I’m really looking forward to an event at tretton17 next week, where Jimmy Engström will demonstrate the awesome Microsoft Hololens.
I haven’t had the opportunity to try the HoloLens yet, but I think it looks really promising. Even if many of the videos I’ve seen have been conceptual future visions of what may come out, it’s an appealing vision.
Alex Kipman’s TED Talk Demo
In this TED, Alex Kipman demonstrates the huge potential with the HoloLens.
My first impression of this vid is that the headset looks super-slick. It has no cables and lets Alex walk around without cables pulling on his head and keeping him restrained. Most of the VR headsets on the market today (PSVR, Oculus and Vive) are amazing, but limit a fluent interaction with the virtual world, since the cables become umbilical cords that constantly interferes with your native movement. This actually makes me not enjoy 360 environments as much in PS VR, as I do when use products like the cordless Samsung Gear or Google Cardboard.
Second, I love that a video camera can wear a second HoloLens and see what the person wearing the headset sees. I first saw this at a Microsoft conference, where a camera recorded a person looking at a table, when suddenly a Minecraft world slides up from the table and appears to be standing on the table. This makes it so much easier to relate to the technology, and fun to watch how amazing environments are being displayed to the user.
Third, I first thought that Alex had a black tattoo on one of his finger, but it turned out to be a device that lets you “feel” the virtual world. You could see the device being placed over his palm, when he opened his hands. I don’t know how well this technology works, but making haptic feedback easily available in VR without requiring that you actively hold a device (like the PS Move) seems amazing.
Finally, Alex brings a friend on stage - a friend that is a couple of blocks away, recorded by a 3D camera while wearing a HoloLens of his own. They talk and the guy is interviewed and it all is sooo natural, until you watch the stage and find it empty. Sure, the technology is not 100% - with some blur and inaccurate rendering, but it’s soooo cool when you think of where this technolgy will be in 10 years.
To sum up this video, these are the key takeaways:
- Super-slick headset - no cables, easy to put on
- Nice to be able to record how a user experiences the augmented reality
- Really cool hand-device that let’s you “feel” the environment
- Amazing demo of virtual meetings
Microsoft - the future?
What is so amazing with the HoloLens, is that it so clearly shows the difference between the Microsoft and Apple of today. The HoloLens is more of an idea and a vision than a consumer-ready product, but Microsoft chose to actively demonstrate it in its current state - not revealing it while also announcing to launch it as a consumer product.

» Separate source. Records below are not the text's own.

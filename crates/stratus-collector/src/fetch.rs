//! Statistics retrieval — the newest datapoint per concrete series.

use std::sync::atomic::{AtomicU64, Ordering};

use chrono::{Duration, Utc};

use stratus_cache::TtlCache;
use stratus_cloud::{newest_datapoint, CloudWatchClient, Datapoint, Dimension, StatisticsQuery};
use stratus_core::MetricRule;

use crate::scrape::ScrapeError;

/// The newest datapoint for one rule/dimension-combination, or `None` when
/// the series has no data in the query window.
///
/// The `None` outcome is cached as a first-class value: an empty series must
/// not re-trigger a provider call on every scrape within the TTL.
pub(crate) async fn fetch_statistics(
    rule: &MetricRule,
    dimensions: &[Dimension],
    client: &dyn CloudWatchClient,
    cache: &TtlCache<String, Option<Datapoint>>,
    requests_total: &AtomicU64,
) -> Result<Option<Datapoint>, ScrapeError> {
    let key = cache_key(rule, dimensions);
    if let Some(datapoint) = cache.get(&key) {
        return Ok(datapoint);
    }

    let now = Utc::now();
    let delay = Duration::seconds(rule.delay_seconds as i64);
    let range = Duration::seconds(rule.range_seconds as i64);
    let query = StatisticsQuery {
        namespace: rule.namespace.clone(),
        metric_name: rule.metric_name.clone(),
        dimensions: dimensions.to_vec(),
        statistics: rule
            .statistics
            .iter()
            .map(|s| s.as_str().to_string())
            .collect(),
        extended_statistics: rule.extended_statistics.clone(),
        period_seconds: rule.period_seconds,
        start_time: now - delay - range,
        end_time: now - delay,
    };

    let datapoints = client
        .get_metric_statistics(&query)
        .await
        .map_err(|source| ScrapeError::Fetch {
            namespace: rule.namespace.clone(),
            metric_name: rule.metric_name.clone(),
            source,
        })?;
    requests_total.fetch_add(1, Ordering::Relaxed);

    let newest = newest_datapoint(datapoints);
    cache.put(key, newest.clone());
    Ok(newest)
}

/// Key over everything that makes a query distinct: namespace, metric,
/// requested statistics, and the dimension pairs in the combination's order.
fn cache_key(rule: &MetricRule, dimensions: &[Dimension]) -> String {
    let mut key = format!("{}#{}", rule.namespace, rule.metric_name);
    for statistic in &rule.statistics {
        key.push('#');
        key.push_str(statistic.as_str());
    }
    for statistic in &rule.extended_statistics {
        key.push('#');
        key.push_str(statistic);
    }
    for dimension in dimensions {
        key.push_str(&dimension.name);
        key.push_str(&dimension.value);
    }
    key
}
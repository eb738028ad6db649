//! Rule-set retrieval.
//!
//! The rule set lives at a fixed location for the process lifetime — a local
//! file or an HTTP(S) URL — and reload always re-reads that same location.

use std::path::PathBuf;

use anyhow::Context;

use stratus_core::ExporterConfig;

#[derive(Debug, Clone)]
pub enum ConfigSource {
    File(PathBuf),
    Url(String),
}

impl ConfigSource {
    pub fn parse(location: &str) -> Self {
        if location.starts_with("http://") || location.starts_with("https://") {
            ConfigSource::Url(location.to_string())
        } else {
            ConfigSource::File(PathBuf::from(location))
        }
    }

    /// Fetch and validate the rule set. Any failure leaves the caller's
    /// active configuration untouched.
    pub async fn load(&self) -> anyhow::Result<ExporterConfig> {
        let yaml = match self {
            ConfigSource::File(path) => tokio::fs::read_to_string(path)
                .await
                .with_context(|| format!("reading rule set from {}", path.display()))?,
            ConfigSource::Url(url) => reqwest::get(url)
                .await
                .and_then(|response| response.error_for_status())
                .with_context(|| format!("fetching rule set from {url}"))?
                .text()
                .await
                .context("reading rule set response body")?,
        };
        let config = ExporterConfig::from_yaml(&yaml)?;
        Ok(config)
    }
}
//! stratus-enrich — joins discovered resources to ownership metadata.
//!
//! A resource identity found among a sample's labels is looked up in an
//! external metadata index and turned into a fixed-cardinality tag label set.
//! Enrichment is best-effort: every failure path degrades to the sentineled
//! default set and never aborts a scrape.

mod enricher;
mod es;
mod tags;

pub use enricher::TagEnricher;
pub use es::EsTagIndex;
pub use tags::{default_tag_set, extract_tags, TagSet, SENTINEL};

use async_trait::async_trait;

/// Errors from metadata-index lookups. These never leave the enricher; they
/// are logged and converted to the sentineled default set.
#[derive(Debug, thiserror::Error)]
pub enum EnrichError {
    #[error("index request failed: {0}")]
    Transport(#[from] reqwest::Error),

    #[error("index returned status {status}: {message}")]
    Api { status: u16, message: String },
}

/// Outcome of one index lookup.
#[derive(Debug, Clone)]
pub enum LookupResult {
    /// Exactly one document matched; its source object.
    Unique(serde_json::Map<String, serde_json::Value>),
    /// No document matched.
    NotFound,
    /// More than one document matched; ambiguous identity.
    Ambiguous(u64),
}

/// The metadata-index collaborator interface.
#[async_trait]
pub trait TagIndex: Send + Sync {
    /// Search `lookup_url` for documents whose `field` equals `value`.
    async fn lookup(
        &self,
        field: &str,
        value: &str,
        lookup_url: &str,
    ) -> Result<LookupResult, EnrichError>;
}
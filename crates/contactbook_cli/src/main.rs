//! Interactive contact book entry point.
//!
//! # Responsibility
//! - Parse configuration, start optional file logging, run the shell.
//! - Own the single `ContactService` for the process lifetime.

mod commands;
mod config;
mod shell;

use clap::Parser;
use config::Config;
use contactbook_core::{init_logging, ContactService, Directory};
use log::error;
use std::io;
use std::process::ExitCode;

fn main() -> ExitCode {
    let config = Config::parse();

    if let Some(log_dir) = &config.log_dir {
        if let Err(err) = init_logging(config.log_level(), log_dir) {
            eprintln!("logging disabled: {err}");
        }
    }

    let mut service = ContactService::with_directory(Directory::new(), config.birthday_window());
    let stdin = io::stdin();
    let mut stdout = io::stdout();

    match shell::run(&mut service, stdin.lock(), &mut stdout, || config.today()) {
        Ok(()) => ExitCode::SUCCESS,
        Err(err) => {
            error!("event=shell_failed module=cli status=error");
            eprintln!("{err}");
            ExitCode::FAILURE
        }
    }
}
//! In-memory contact directory.
//!
//! # Responsibility
//! - Map contact names to records with stable insertion order.
//! - Answer the upcoming-birthdays query.
//!
//! # Invariants
//! - Keys are the exact record name (case-sensitive).
//! - At most one record per key; `order` and `records` hold the same keys.
//! - Iteration follows first-insertion order; replacing a record keeps its
//!   position.

mod upcoming;

pub use upcoming::{BirthdayWindow, UpcomingBirthday, DEFAULT_WINDOW_DAYS};

use crate::model::field::Name;
use crate::model::record::Record;
use log::debug;
use std::collections::HashMap;
use std::fmt::{Display, Formatter};

/// Name-keyed collection of contact records.
#[derive(Debug, Clone, Default)]
pub struct Directory {
    records: HashMap<String, Record>,
    order: Vec<String>,
}

impl Directory {
    pub fn new() -> Self {
        Self::default()
    }

    pub fn len(&self) -> usize {
        self.records.len()
    }

    pub fn is_empty(&self) -> bool {
        self.records.is_empty()
    }

    /// Inserts `record`, replacing any record stored under the same name.
    ///
    /// Returns the replaced record. Replacement discards the previous
    /// record's phones and birthday; callers that want to extend an existing
    /// contact go through [`Directory::find_mut`] or
    /// [`Directory::get_or_insert`] instead.
    pub fn add_record(&mut self, record: Record) -> Option<Record> {
        let key = record.name().as_str().to_string();
        let previous = self.records.insert(key.clone(), record);
        if previous.is_none() {
            self.order.push(key);
        }
        debug!(
            "event=record_upsert module=directory status=ok replaced={} size={}",
            previous.is_some(),
            self.records.len()
        );
        previous
    }

    /// Returns the record for `name`, inserting an empty one when absent.
    ///
    /// The flag is `true` when a new record was created.
    pub fn get_or_insert(&mut self, name: Name) -> (&mut Record, bool) {
        let key = name.as_str().to_string();
        let created = !self.records.contains_key(&key);
        if created {
            self.order.push(key.clone());
            debug!(
                "event=record_create module=directory status=ok size={}",
                self.records.len() + 1
            );
        }
        let record = self
            .records
            .entry(key)
            .or_insert_with(|| Record::new(name));
        (record, created)
    }

    /// Exact-name lookup.
    pub fn find(&self, name: &str) -> Option<&Record> {
        self.records.get(name)
    }

    /// Exact-name lookup for in-place mutation.
    pub fn find_mut(&mut self, name: &str) -> Option<&mut Record> {
        self.records.get_mut(name)
    }

    /// Removes the record for `name`. Deleting a missing name is a no-op.
    pub fn delete(&mut self, name: &str) -> Option<Record> {
        let removed = self.records.remove(name)?;
        self.order.retain(|key| key != name);
        debug!(
            "event=record_delete module=directory status=ok size={}",
            self.records.len()
        );
        Some(removed)
    }

    /// Records in insertion order.
    pub fn iter(&self) -> impl Iterator<Item = &Record> + '_ {
        self.order.iter().filter_map(|key| self.records.get(key))
    }
}

impl Display for Directory {
    fn fmt(&self, f: &mut Formatter<'_>) -> std::fmt::Result {
        for (index, record) in self.iter().enumerate() {
            if index > 0 {
                writeln!(f)?;
            }
            write!(f, "{record}")?;
        }
        Ok(())
    }
}
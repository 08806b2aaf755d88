//! Upcoming-birthdays query.
//!
//! # Invariants
//! - A record qualifies when its next anniversary is `0..=days` away.
//! - With rollover enabled, a qualifying weekend date moves to Monday and
//!   must still be within `days` after the move.
//! - Results keep directory iteration order.

use super::Directory;
use crate::model::calendar::{days_between, next_anniversary, roll_weekend_to_monday};
use crate::model::record::Record;
use chrono::NaiveDate;
use log::debug;

/// Default proximity window in days.
pub const DEFAULT_WINDOW_DAYS: u32 = 7;

/// Proximity window configuration for [`Directory::upcoming_birthdays`].
#[derive(Debug, Clone, Copy, PartialEq, Eq)]
pub struct BirthdayWindow {
    /// Inclusive upper bound of the day count; today is day `0`.
    pub days: u32,
    /// Move Saturday/Sunday occurrences to the following Monday.
    pub weekend_rollover: bool,
}

impl BirthdayWindow {
    pub fn new(days: u32) -> Self {
        Self {
            days,
            ..Self::default()
        }
    }

    pub fn without_weekend_rollover(self) -> Self {
        Self {
            weekend_rollover: false,
            ..self
        }
    }

    /// Returns the congratulation date for `birth`, or `None` when it falls
    /// outside this window.
    pub fn congratulation_date(&self, birth: NaiveDate, today: NaiveDate) -> Option<NaiveDate> {
        let limit = i64::from(self.days);
        let next = next_anniversary(birth, today)?;
        if days_between(today, next) > limit {
            return None;
        }
        if !self.weekend_rollover {
            return Some(next);
        }
        let shifted = roll_weekend_to_monday(next);
        (days_between(today, shifted) <= limit).then_some(shifted)
    }
}

impl Default for BirthdayWindow {
    fn default() -> Self {
        Self {
            days: DEFAULT_WINDOW_DAYS,
            weekend_rollover: true,
        }
    }
}

/// One entry of the upcoming-birthdays result.
#[derive(Debug, Clone, Copy, PartialEq, Eq)]
pub struct UpcomingBirthday<'a> {
    pub record: &'a Record,
    /// Anniversary date, moved to Monday when rollover applied.
    pub congratulation_date: NaiveDate,
}

impl Directory {
    /// Lists records whose birthday falls within `window` of `today`.
    pub fn upcoming_birthdays(
        &self,
        today: NaiveDate,
        window: &BirthdayWindow,
    ) -> Vec<UpcomingBirthday<'_>> {
        let upcoming = self
            .iter()
            .filter_map(|record| {
                let birthday = record.birthday()?;
                let congratulation_date = window.congratulation_date(birthday.date(), today)?;
                Some(UpcomingBirthday {
                    record,
                    congratulation_date,
                })
            })
            .collect::<Vec<_>>();
        debug!(
            "event=upcoming_birthdays module=directory status=ok window_days={} rollover={} hits={}",
            window.days,
            window.weekend_rollover,
            upcoming.len()
        );
        upcoming
    }
}
use chrono::NaiveDate;
use contactbook_core::{validate_birthday, validate_phone, FieldError, Record, RecordError};

fn record_with(phones: &[&str]) -> Record {
    let mut record = Record::named("Bob").unwrap();
    for phone in phones {
        record.add_phone(validate_phone(phone).unwrap());
    }
    record
}

fn phone_values(record: &Record) -> Vec<&str> {
    record.phones().iter().map(|p| p.as_str()).collect()
}

fn date(y: i32, m: u32, d: u32) -> NaiveDate {
    NaiveDate::from_ymd_opt(y, m, d).unwrap()
}

#[test]
fn new_record_starts_empty() {
    let record = Record::named("Bob").unwrap();
    assert_eq!(record.name().as_str(), "Bob");
    assert!(record.phones().is_empty());
    assert!(record.birthday().is_none());
}

#[test]
fn named_rejects_empty_name() {
    assert_eq!(Record::named("").unwrap_err(), FieldError::InvalidName);
}

#[test]
fn duplicate_phones_are_kept() {
    let record = record_with(&["1234567890", "1234567890"]);
    assert_eq!(phone_values(&record), vec!["1234567890", "1234567890"]);
}

#[test]
fn find_phone_returns_first_match() {
    let record = record_with(&["1111111111", "2222222222"]);
    assert_eq!(
        record.find_phone("2222222222").map(|p| p.as_str()),
        Some("2222222222")
    );
    assert!(record.find_phone("3333333333").is_none());
}

#[test]
fn remove_phone_removes_only_first_duplicate() {
    let mut record = record_with(&["1111111111", "2222222222", "1111111111"]);
    let removed = record.remove_phone("1111111111").unwrap();
    assert_eq!(removed.as_str(), "1111111111");
    assert_eq!(phone_values(&record), vec!["2222222222", "1111111111"]);
}

#[test]
fn remove_missing_phone_fails() {
    let mut record = record_with(&["1111111111"]);
    let err = record.remove_phone("9999999999").unwrap_err();
    assert_eq!(err, RecordError::PhoneNotFound("9999999999".to_string()));
    assert_eq!(phone_values(&record), vec!["1111111111"]);
}

#[test]
fn update_phone_with_invalid_new_leaves_list_unchanged() {
    let mut record = record_with(&["1111111111", "2222222222"]);
    let err = record.update_phone("1111111111", "12345").unwrap_err();
    assert_eq!(
        err,
        RecordError::Field(FieldError::InvalidPhone("12345".to_string()))
    );
    assert_eq!(phone_values(&record), vec!["1111111111", "2222222222"]);
}

#[test]
fn update_phone_with_missing_old_leaves_list_unchanged() {
    let mut record = record_with(&["1111111111"]);
    let err = record.update_phone("0000000000", "2222222222").unwrap_err();
    assert_eq!(err, RecordError::PhoneNotFound("0000000000".to_string()));
    assert_eq!(phone_values(&record), vec!["1111111111"]);
}

#[test]
fn set_birthday_overwrites() {
    let mut record = Record::named("Ann").unwrap();
    record.set_birthday(validate_birthday("01.02.1990").unwrap());
    record.set_birthday(validate_birthday("03.04.1991").unwrap());
    assert_eq!(record.birthday().unwrap().to_string(), "03.04.1991");
}

#[test]
fn days_until_next_birthday_is_none_without_birthday() {
    let record = Record::named("Ann").unwrap();
    assert_eq!(record.days_until_next_birthday(date(2024, 1, 1)), None);
}

#[test]
fn days_until_next_birthday_is_zero_on_the_day() {
    let mut record = Record::named("Ann").unwrap();
    record.set_birthday(validate_birthday("15.03.1990").unwrap());
    assert_eq!(record.days_until_next_birthday(date(2024, 3, 15)), Some(0));
}

#[test]
fn days_until_next_birthday_wraps_to_next_year() {
    let mut record = Record::named("Ann").unwrap();
    record.set_birthday(validate_birthday("14.03.1990").unwrap());
    // 2024-03-15 -> 2025-03-14.
    assert_eq!(record.days_until_next_birthday(date(2024, 3, 15)), Some(364));
}

#[test]
fn leap_day_birthday_counts_to_feb_28_in_common_years() {
    let mut record = Record::named("Leap").unwrap();
    record.set_birthday(validate_birthday("29.02.2000").unwrap());
    assert_eq!(record.days_until_next_birthday(date(2023, 2, 20)), Some(8));
    assert_eq!(record.days_until_next_birthday(date(2024, 2, 20)), Some(9));
}
//! Contact record aggregate.
//!
//! # Responsibility
//! - Own one contact's validated name, phone list and optional birthday.
//! - Apply phone/birthday mutations without ever storing invalid values.
//!
//! # Invariants
//! - `name` never changes after construction.
//! - Phones keep insertion order and are not deduplicated.
//! - A failed mutation leaves the record untouched.

use crate::model::calendar::{days_between, next_anniversary};
use crate::model::field::{validate_name, validate_phone, Birthday, FieldError, Name, Phone};
use chrono::NaiveDate;
use serde::{Deserialize, Serialize};
use std::error::Error;
use std::fmt::{Display, Formatter};

pub type RecordResult<T> = Result<T, RecordError>;

/// Record mutation error.
#[derive(Debug, Clone, PartialEq, Eq)]
pub enum RecordError {
    /// Input failed field validation before any mutation.
    Field(FieldError),
    /// No phone with this exact value exists in the record.
    PhoneNotFound(String),
}

impl Display for RecordError {
    fn fmt(&self, f: &mut Formatter<'_>) -> std::fmt::Result {
        match self {
            Self::Field(err) => write!(f, "{err}"),
            Self::PhoneNotFound(value) => write!(f, "Phone number {value} not found."),
        }
    }
}

impl Error for RecordError {
    fn source(&self) -> Option<&(dyn Error + 'static)> {
        match self {
            Self::Field(err) => Some(err),
            Self::PhoneNotFound(_) => None,
        }
    }
}

impl From<FieldError> for RecordError {
    fn from(value: FieldError) -> Self {
        Self::Field(value)
    }
}

/// One contact.
#[derive(Debug, Clone, PartialEq, Eq, Serialize, Deserialize)]
pub struct Record {
    name: Name,
    phones: Vec<Phone>,
    birthday: Option<Birthday>,
}

impl Record {
    /// Creates an empty record (no phones, no birthday).
    pub fn new(name: Name) -> Self {
        Self {
            name,
            phones: Vec::new(),
            birthday: None,
        }
    }

    /// Validates `name` and creates an empty record.
    pub fn named(name: &str) -> Result<Self, FieldError> {
        Ok(Self::new(validate_name(name)?))
    }

    pub fn name(&self) -> &Name {
        &self.name
    }

    pub fn phones(&self) -> &[Phone] {
        &self.phones
    }

    pub fn birthday(&self) -> Option<&Birthday> {
        self.birthday.as_ref()
    }

    /// Appends a phone. Duplicates are kept.
    pub fn add_phone(&mut self, phone: Phone) {
        self.phones.push(phone);
    }

    /// Returns the first phone whose raw value equals `value`.
    pub fn find_phone(&self, value: &str) -> Option<&Phone> {
        self.phones.iter().find(|phone| phone.as_str() == value)
    }

    /// Removes and returns the first phone equal to `value`.
    pub fn remove_phone(&mut self, value: &str) -> RecordResult<Phone> {
        let index = self.phone_index(value)?;
        Ok(self.phones.remove(index))
    }

    /// Replaces `old` with `new`.
    ///
    /// # Contract
    /// - `new` is validated before anything is touched.
    /// - The old entry is removed and the new one appended, so the edited
    ///   phone moves to the end of the list.
    ///
    /// # Errors
    /// - `RecordError::Field(InvalidPhone)` when `new` is malformed.
    /// - `RecordError::PhoneNotFound` when `old` is absent.
    pub fn update_phone(&mut self, old: &str, new: &str) -> RecordResult<()> {
        let replacement = validate_phone(new)?;
        let index = self.phone_index(old)?;
        self.phones.remove(index);
        self.phones.push(replacement);
        Ok(())
    }

    /// Sets or overwrites the birthday.
    pub fn set_birthday(&mut self, birthday: Birthday) {
        self.birthday = Some(birthday);
    }

    /// Days from `today` to the next birthday, `0` when it is today.
    ///
    /// Returns `None` when no birthday is set.
    pub fn days_until_next_birthday(&self, today: NaiveDate) -> Option<i64> {
        let birthday = self.birthday?;
        let next = next_anniversary(birthday.date(), today)?;
        Some(days_between(today, next))
    }

    fn phone_index(&self, value: &str) -> RecordResult<usize> {
        self.phones
            .iter()
            .position(|phone| phone.as_str() == value)
            .ok_or_else(|| RecordError::PhoneNotFound(value.to_string()))
    }
}

impl Display for Record {
    fn fmt(&self, f: &mut Formatter<'_>) -> std::fmt::Result {
        let phones = self
            .phones
            .iter()
            .map(Phone::as_str)
            .collect::<Vec<_>>()
            .join("; ");
        write!(f, "Contact name: {}, phones: {phones}", self.name)?;
        if let Some(birthday) = &self.birthday {
            write!(f, ", birthday: {birthday}")?;
        }
        Ok(())
    }
}

#[cfg(test)]
mod tests {
    use super::{Record, RecordError};
    use crate::model::field::{validate_birthday, validate_phone, FieldError};

    #[test]
    fn update_phone_moves_edited_entry_to_end() {
        let mut record = Record::named("Bob").unwrap();
        record.add_phone(validate_phone("1111111111").unwrap());
        record.add_phone(validate_phone("2222222222").unwrap());

        record.update_phone("1111111111", "3333333333").unwrap();

        let phones: Vec<_> = record.phones().iter().map(|p| p.as_str()).collect();
        assert_eq!(phones, vec!["2222222222", "3333333333"]);
    }

    #[test]
    fn update_phone_validates_new_before_looking_up_old() {
        let mut record = Record::named("Bob").unwrap();
        let err = record.update_phone("0000000000", "bad").unwrap_err();
        assert_eq!(
            err,
            RecordError::Field(FieldError::InvalidPhone("bad".to_string()))
        );
    }

    #[test]
    fn display_lists_phones_and_birthday() {
        let mut record = Record::named("Ann").unwrap();
        assert_eq!(record.to_string(), "Contact name: Ann, phones: ");

        record.add_phone(validate_phone("1234567890").unwrap());
        record.add_phone(validate_phone("0987654321").unwrap());
        record.set_birthday(validate_birthday("06.01.1990").unwrap());
        assert_eq!(
            record.to_string(),
            "Contact name: Ann, phones: 1234567890; 0987654321, birthday: 06.01.1990"
        );
    }
}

This puts Apple in a strange position. Apple could never have done what Microsoft does now, at least not with the shackles of today. They live on their reputation of releasing technology “that just works”. When they reveal a new product, it’s most often ready to be sent to users. Releasing an unfinished or conceptual product isn’t Apple’s style.
I love Apple and their products, but this perfection comes with a price. Without this reputation and the restrictions it brings, Microsoft can become the new innovative force that shows what they work on years before they ever release it, if they ever do. Given Apple’s financial success with the current business model, they may not want this position at all, but this doesn’t change the fact that it makes Microsoft the “cool” and “exciting” company, which is something that has been attributed to Apple for many years.
Where to next?
When discussing VR, some think that VR is now proven to be a failed technology. I couldn’t disagree more. Sure, PSVR is by no means perfect. Nor is the HTC Vive and I guess this also goes for the HoloLens. However, I think it’s important to state that perfection is not always the most important thing.
Don’t get me wrong - the technology must work, but the products of today don’t have to be perfect, at least not now. The most important thing for the products of today, is to show that the technology works and to set a course for the future, where such a course can be set by both identifying what works and what does not work.
Many of us grown ups have been waiting our whole lives for VR to work. I’m sooo happy to now, after buying the so-so Sony HMZ-T1 some years ago, finally have an amazing VR experience in my living room. The technology works. Now, we just need to iterate upon it, make the hardware better, the user interface more intuitive the lag less noticable etc. to find the future of this new exciting world.